Oleh humasnew on December 05, 2018

Jakarta (5/12)–Menindaklanjuti arahan Presiden tentang pembangunan SDM untuk mengakselerasi pembangunan ekonomi, Kementerian Koordinator Bidang Pembangunan Manusia dan Kebudayaan RI (Kemenko PMK), pagi ini, mengadakan rapat tentang isu dan kebijakan strategis pembangunan SDM untuk mengakselerasi pembangunan ekonomi di ruang rapat taskin. Rapat ini dipimpin oleh Deputi Bidang Koordinasi Pendidikan dan Agama, Agus Sartono.

Dalam paparanya, Agus menyebutkan bahwa ada persoalan dengan ketenagakerjaan di Indonesia. Dari data tahun 2016, komposisi tenaga kerja di Indonesia 65 % didominasi dengan pekerja berlatar belakang pendidikan SMP, 25 % berlatar belakang pendidikan SMA. Untuk itu Agus menegaskan bahwa persoalan ini tidak akan dapat diselesaikan dalam kurun waktu 5-10 tahun ke depan, selama tidak memperbesar kapasitas di pendidikan tinggi. Sebab, setiap tahun ada 3,3 juta anak SMA yang harus kuliah, sementara daya tampungnya hanya 60 % dan sisanya masuk ke lapangan kerja.

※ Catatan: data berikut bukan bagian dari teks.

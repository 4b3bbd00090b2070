//! Cuesheet types and error definitions.

use std::io;
use std::time::Duration;

use serde::{Deserialize, Serialize};
use thiserror::Error;

/// One audio track described by a cuesheet.
#[derive(Debug, Clone, PartialEq, Eq, Serialize, Deserialize)]
pub struct CuesheetTrack {
    /// Ordinal position, 1..N.
    pub index: u32,
    /// Number declared by the `TRACK nn` line.
    pub number: u32,
    /// Track title.
    pub title: String,
    /// Track performer (album performer when the track has none).
    pub performer: String,
    /// Start offset in the source image (`INDEX 01`).
    pub start: Duration,
    /// End offset; the next track's start, or `None` for an open-ended last track.
    pub end: Option<Duration>,
}

impl CuesheetTrack {
    /// Track length, if the end is known.
    pub fn duration(&self) -> Option<Duration> {
        self.end.map(|end| end.saturating_sub(self.start))
    }
}

/// Parsed album-level cuesheet with its ordered tracks.
#[derive(Debug, Clone, PartialEq, Eq, Serialize, Deserialize)]
pub struct Cuesheet {
    /// Album performer.
    pub performer: String,
    /// Album title.
    pub title: String,
    /// `REM GENRE`, if present.
    pub genre: Option<String>,
    /// `REM DATE`, kept only when it is a plain number.
    pub date: Option<String>,
    /// Audio image named by the `FILE` line.
    pub file: Option<String>,
    /// Tracks in playback order.
    pub tracks: Vec<CuesheetTrack>,
}

impl Cuesheet {
    /// Number of tracks.
    pub fn len(&self) -> usize {
        self.tracks.len()
    }

    /// Check if there are no tracks.
    pub fn is_empty(&self) -> bool {
        self.tracks.is_empty()
    }

    /// Close the last track at the end of the source image.
    ///
    /// Leaves the track open when `total` does not lie after its start,
    /// so the extractor simply reads to the end of the image.
    pub fn resolve_last_end(&mut self, total: Duration) {
        if let Some(last) = self.tracks.last_mut() {
            if last.end.is_none() && total > last.start {
                last.end = Some(total);
            }
        }
    }
}

/// Errors that can occur while reading a cuesheet.
#[derive(Error, Debug)]
pub enum CuesheetError {
    /// The cuesheet file could not be read.
    #[error("Failed to read cuesheet: {0}")]
    Read(#[from] io::Error),

    /// The cuesheet content is not usable.
    #[error("Malformed cuesheet{}: {reason}", line.map(|l| format!(" (line {})", l)).unwrap_or_default())]
    Malformed { line: Option<usize>, reason: String },
}

impl CuesheetError {
    /// Create a malformed error that is not tied to a line.
    pub fn malformed(reason: impl Into<String>) -> Self {
        Self::Malformed {
            line: None,
            reason: reason.into(),
        }
    }

    /// Create a malformed error pointing at a 1-based line number.
    pub fn malformed_at(line: usize, reason: impl Into<String>) -> Self {
        Self::Malformed {
            line: Some(line),
            reason: reason.into(),
        }
    }

    /// Whether this is a content error rather than an I/O error.
    pub fn is_malformed(&self) -> bool {
        matches!(self, Self::Malformed { .. })
    }
}

/// Result type for cuesheet operations.
pub type CuesheetResult<T> = Result<T, CuesheetError>;

#[cfg(test)]
mod tests {
    use super::*;

    fn track(index: u32, start: u64, end: Option<u64>) -> CuesheetTrack {
        CuesheetTrack {
            index,
            number: index,
            title: format!("Song {}", index),
            performer: "Artist".to_string(),
            start: Duration::from_secs(start),
            end: end.map(Duration::from_secs),
        }
    }

    #[test]
    fn resolve_last_end_closes_open_track() {
        let mut sheet = Cuesheet {
            performer: "Artist".to_string(),
            title: "Album".to_string(),
            genre: None,
            date: None,
            file: None,
            tracks: vec![track(1, 0, Some(100)), track(2, 100, None)],
        };

        sheet.resolve_last_end(Duration::from_secs(250));
        assert_eq!(sheet.tracks[1].end, Some(Duration::from_secs(250)));
        assert_eq!(sheet.tracks[1].duration(), Some(Duration::from_secs(150)));
    }

    #[test]
    fn resolve_last_end_ignores_short_total() {
        let mut sheet = Cuesheet {
            performer: "Artist".to_string(),
            title: "Album".to_string(),
            genre: None,
            date: None,
            file: None,
            tracks: vec![track(1, 120, None)],
        };

        sheet.resolve_last_end(Duration::from_secs(60));
        assert_eq!(sheet.tracks[0].end, None);
    }

    #[test]
    fn malformed_error_mentions_line() {
        let err = CuesheetError::malformed_at(12, "invalid timestamp '1:2'");
        let msg = err.to_string();
        assert!(msg.contains("line 12"));
        assert!(msg.contains("invalid timestamp"));
        assert!(err.is_malformed());
    }
}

“ Yang masuk lapangan kerja ini adalah orang-orang berasal dari keluarga tidak mampu dan memilih masuk SMK, maka tidak heran data survey di Kompas menyatakan bahwa pengangguran berasal dari lulusan SMK,“ tegasnya.

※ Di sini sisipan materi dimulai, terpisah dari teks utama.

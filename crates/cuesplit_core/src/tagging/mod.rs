//! Tag writing for output files.
//!
//! Tags are rebuilt from scratch on every run: the existing primary tag is
//! dropped and a new one is filled from [`TrackTags`], so repeated runs
//! produce the same metadata.

use std::io;
use std::path::{Path, PathBuf};

use lofty::config::WriteOptions;
use lofty::error::LoftyError;
use lofty::file::{AudioFile, TaggedFileExt};
use lofty::picture::{MimeType, Picture, PictureType};
use lofty::probe::Probe;
use lofty::tag::{Accessor, ItemKey, Tag};
use thiserror::Error;

use crate::models::TrackTags;

#[derive(Error, Debug)]
pub enum TagError {
    #[error("Cannot tag {}: {source}", path.display())]
    Lofty {
        path: PathBuf,
        #[source]
        source: LoftyError,
    },

    #[error("Cannot read cover {}: {source}", path.display())]
    Cover {
        path: PathBuf,
        #[source]
        source: io::Error,
    },
}

/// Writes metadata onto a finished output file.
pub trait TagWriter: Send + Sync {
    /// Replace the file's tags with `tags`, embedding `cover` when given.
    fn write_tags(&self, path: &Path, tags: &TrackTags, cover: Option<&Path>) -> Result<(), TagError>;
}

/// [`TagWriter`] backed by lofty (Vorbis comments for Ogg/FLAC, ID3v2 for MP3).
#[derive(Debug, Clone, Copy, Default)]
pub struct LoftyTagWriter;

impl TagWriter for LoftyTagWriter {
    fn write_tags(&self, path: &Path, tags: &TrackTags, cover: Option<&Path>) -> Result<(), TagError> {
        let lofty_err = |source| TagError::Lofty {
            path: path.to_path_buf(),
            source,
        };

        let mut tagged_file = Probe::open(path)
            .and_then(|probe| probe.read())
            .map_err(lofty_err)?;

        let tag_type = tagged_file.primary_tag_type();
        tagged_file.remove(tag_type);

        let mut tag = Tag::new(tag_type);
        fill_tag(&mut tag, tags);

        if let Some(cover_path) = cover {
            let data = std::fs::read(cover_path).map_err(|source| TagError::Cover {
                path: cover_path.to_path_buf(),
                source,
            })?;
            tag.push_picture(Picture::new_unchecked(
                PictureType::CoverFront,
                Some(MimeType::Jpeg),
                None,
                data,
            ));
        }

        tagged_file.insert_tag(tag);
        tagged_file
            .save_to_path(path, WriteOptions::default())
            .map_err(lofty_err)?;

        tracing::debug!("Tagged {}", path.display());
        Ok(())
    }
}

fn fill_tag(tag: &mut Tag, tags: &TrackTags) {
    tag.set_title(tags.title.clone());
    tag.set_artist(tags.artist.clone());
    tag.set_album(tags.album.clone());
    tag.insert_text(ItemKey::AlbumArtist, tags.album_artist.clone());
    tag.set_track(tags.track_number);
    tag.set_track_total(tags.track_total);
    if let Some(genre) = &tags.genre {
        tag.set_genre(genre.clone());
    }
    if let Some(date) = &tags.date {
        tag.insert_text(ItemKey::RecordingDate, date.clone());
    }
}
//! Cuesheet reading.
//!
//! A cuesheet describes an album stored as one audio image: album fields,
//! then a list of tracks with their start offsets.

mod encoding;
mod parser;
mod timestamp;
mod types;

use std::path::Path;

pub use encoding::decode_cuesheet_bytes;
pub use parser::parse;
pub use timestamp::{format_seconds, parse_timestamp, FRAMES_PER_SECOND};
pub use types::{Cuesheet, CuesheetError, CuesheetResult, CuesheetTrack};

/// Read and parse a cuesheet file.
pub fn load_cuesheet(path: &Path) -> CuesheetResult<Cuesheet> {
    let bytes = std::fs::read(path)?;
    let text = decode_cuesheet_bytes(&bytes);
    let sheet = parse(&text)?;
    tracing::debug!(
        "Parsed cuesheet {}: '{}' by '{}', {} tracks",
        path.display(),
        sheet.title,
        sheet.performer,
        sheet.len()
    );
    Ok(sheet)
}

#[cfg(test)]
mod tests {
    use super::*;

    #[test]
    fn loads_latin1_file() {
        let dir = tempfile::tempdir().unwrap();
        let path = dir.path().join("album.cue");
        let mut bytes = b"PERFORMER \"Bj\xF6rk\"\nTITLE \"Post\"\nFILE \"post.flac\" WAVE\n".to_vec();
        bytes.extend_from_slice(b"TRACK 01 AUDIO\nTITLE \"Army of Me\"\nINDEX 01 00:00:00\n");
        std::fs::write(&path, bytes).unwrap();

        let sheet = load_cuesheet(&path).unwrap();
        assert_eq!(sheet.performer, "Björk");
        assert_eq!(sheet.tracks[0].performer, "Björk");
    }

    #[test]
    fn missing_file_is_read_error() {
        let dir = tempfile::tempdir().unwrap();
        let err = load_cuesheet(&dir.path().join("nope.cue")).unwrap_err();
        assert!(!err.is_malformed());
    }
}
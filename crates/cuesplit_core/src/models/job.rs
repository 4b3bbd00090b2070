//! Track job definitions.

use std::path::PathBuf;

use serde::{Deserialize, Serialize};

use super::enums::EncodeProfile;
use crate::cuesheet::{Cuesheet, CuesheetTrack};

/// Album-level metadata shared by every job of a cuesheet.
#[derive(Debug, Clone, PartialEq, Eq, Serialize, Deserialize)]
pub struct AlbumInfo {
    pub performer: String,
    pub title: String,
    #[serde(skip_serializing_if = "Option::is_none")]
    pub genre: Option<String>,
    #[serde(skip_serializing_if = "Option::is_none")]
    pub date: Option<String>,
}

impl From<&Cuesheet> for AlbumInfo {
    fn from(sheet: &Cuesheet) -> Self {
        Self {
            performer: sheet.performer.clone(),
            title: sheet.title.clone(),
            genre: sheet.genre.clone(),
            date: sheet.date.clone(),
        }
    }
}

/// Work needed to produce one output file.
///
/// Built once by the planner and never mutated afterwards.
#[derive(Debug, Clone, PartialEq, Eq, Serialize, Deserialize)]
pub struct TrackJob {
    /// Cuesheet track this job extracts.
    pub track: CuesheetTrack,
    /// Album fields for tagging.
    pub album: AlbumInfo,
    /// Audio image the track is cut from (read-only).
    pub source_path: PathBuf,
    /// Final output file.
    pub destination_path: PathBuf,
    /// Output format and encoder quality.
    pub profile: EncodeProfile,
    /// Number of tracks on the album.
    pub track_total: u32,
    /// Sample rate to convert to, when the source rate does not suit the format.
    #[serde(skip_serializing_if = "Option::is_none")]
    pub resample_to: Option<u32>,
}

impl TrackJob {
    /// Ordinal of the track (1..N); the job's key in run results.
    pub fn index(&self) -> u32 {
        self.track.index
    }

    /// Tags written onto the output file.
    ///
    /// Derived only from cuesheet data, so re-running a job writes the same tags.
    pub fn tags(&self) -> TrackTags {
        TrackTags {
            title: self.track.title.clone(),
            artist: self.track.performer.clone(),
            album_artist: self.album.performer.clone(),
            album: self.album.title.clone(),
            genre: self.album.genre.clone(),
            date: self.album.date.clone(),
            track_number: self.track.index,
            track_total: self.track_total,
        }
    }
}

/// Metadata written onto an output file.
#[derive(Debug, Clone, PartialEq, Eq, Serialize, Deserialize)]
pub struct TrackTags {
    pub title: String,
    pub artist: String,
    pub album_artist: String,
    pub album: String,
    pub genre: Option<String>,
    pub date: Option<String>,
    pub track_number: u32,
    pub track_total: u32,
}

#[cfg(test)]
mod tests {
    use super::*;
    use std::time::Duration;

    fn job() -> TrackJob {
        TrackJob {
            track: CuesheetTrack {
                index: 2,
                number: 2,
                title: "Paranoid Android".to_string(),
                performer: "Radiohead".to_string(),
                start: Duration::from_secs(284),
                end: Some(Duration::from_secs(667)),
            },
            album: AlbumInfo {
                performer: "Radiohead".to_string(),
                title: "OK Computer".to_string(),
                genre: Some("Alternative".to_string()),
                date: Some("1997".to_string()),
            },
            source_path: PathBuf::from("/music/ok.flac"),
            destination_path: PathBuf::from("/out/Radiohead/OK Computer/02_Paranoid_Android.ogg"),
            profile: EncodeProfile::default(),
            track_total: 12,
            resample_to: None,
        }
    }

    #[test]
    fn tags_come_from_cuesheet_fields() {
        let tags = job().tags();
        assert_eq!(tags.title, "Paranoid Android");
        assert_eq!(tags.album_artist, "Radiohead");
        assert_eq!(tags.track_number, 2);
        assert_eq!(tags.track_total, 12);
        assert_eq!(tags.date.as_deref(), Some("1997"));
    }

    #[test]
    fn tags_are_stable_across_calls() {
        let job = job();
        assert_eq!(job.tags(), job.tags());
        assert_eq!(job.clone().tags(), job.tags());
    }
}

Agus juga mengingatkan bahwa saat ini kita dihadapkan dengan tantangan revolusi industri. Adapun karakter dari revolusi industri adalah teknologi yang menyatu dengan masyarakat dan tubuh manusia dan penguasaan IPTEK dan inovasi sejalan dengan i4.0 menjadi kunci daya saing global suatu bangsa di masa depan.
Proses pembangunan SDM adalah proses yang kontinyu/berkesinambungan yang dimulai dari yang dimulai dari usia 0-2 tahun, PAUD, pendidikan formal dan non formal, pendidikan tinggi  kemudian ke dunia kerja dan yang terakhir membentuk keluarga baru. Untuk itu, kesehatan menjadi syarat utama dalam mewujudkan SDM yang berkualias.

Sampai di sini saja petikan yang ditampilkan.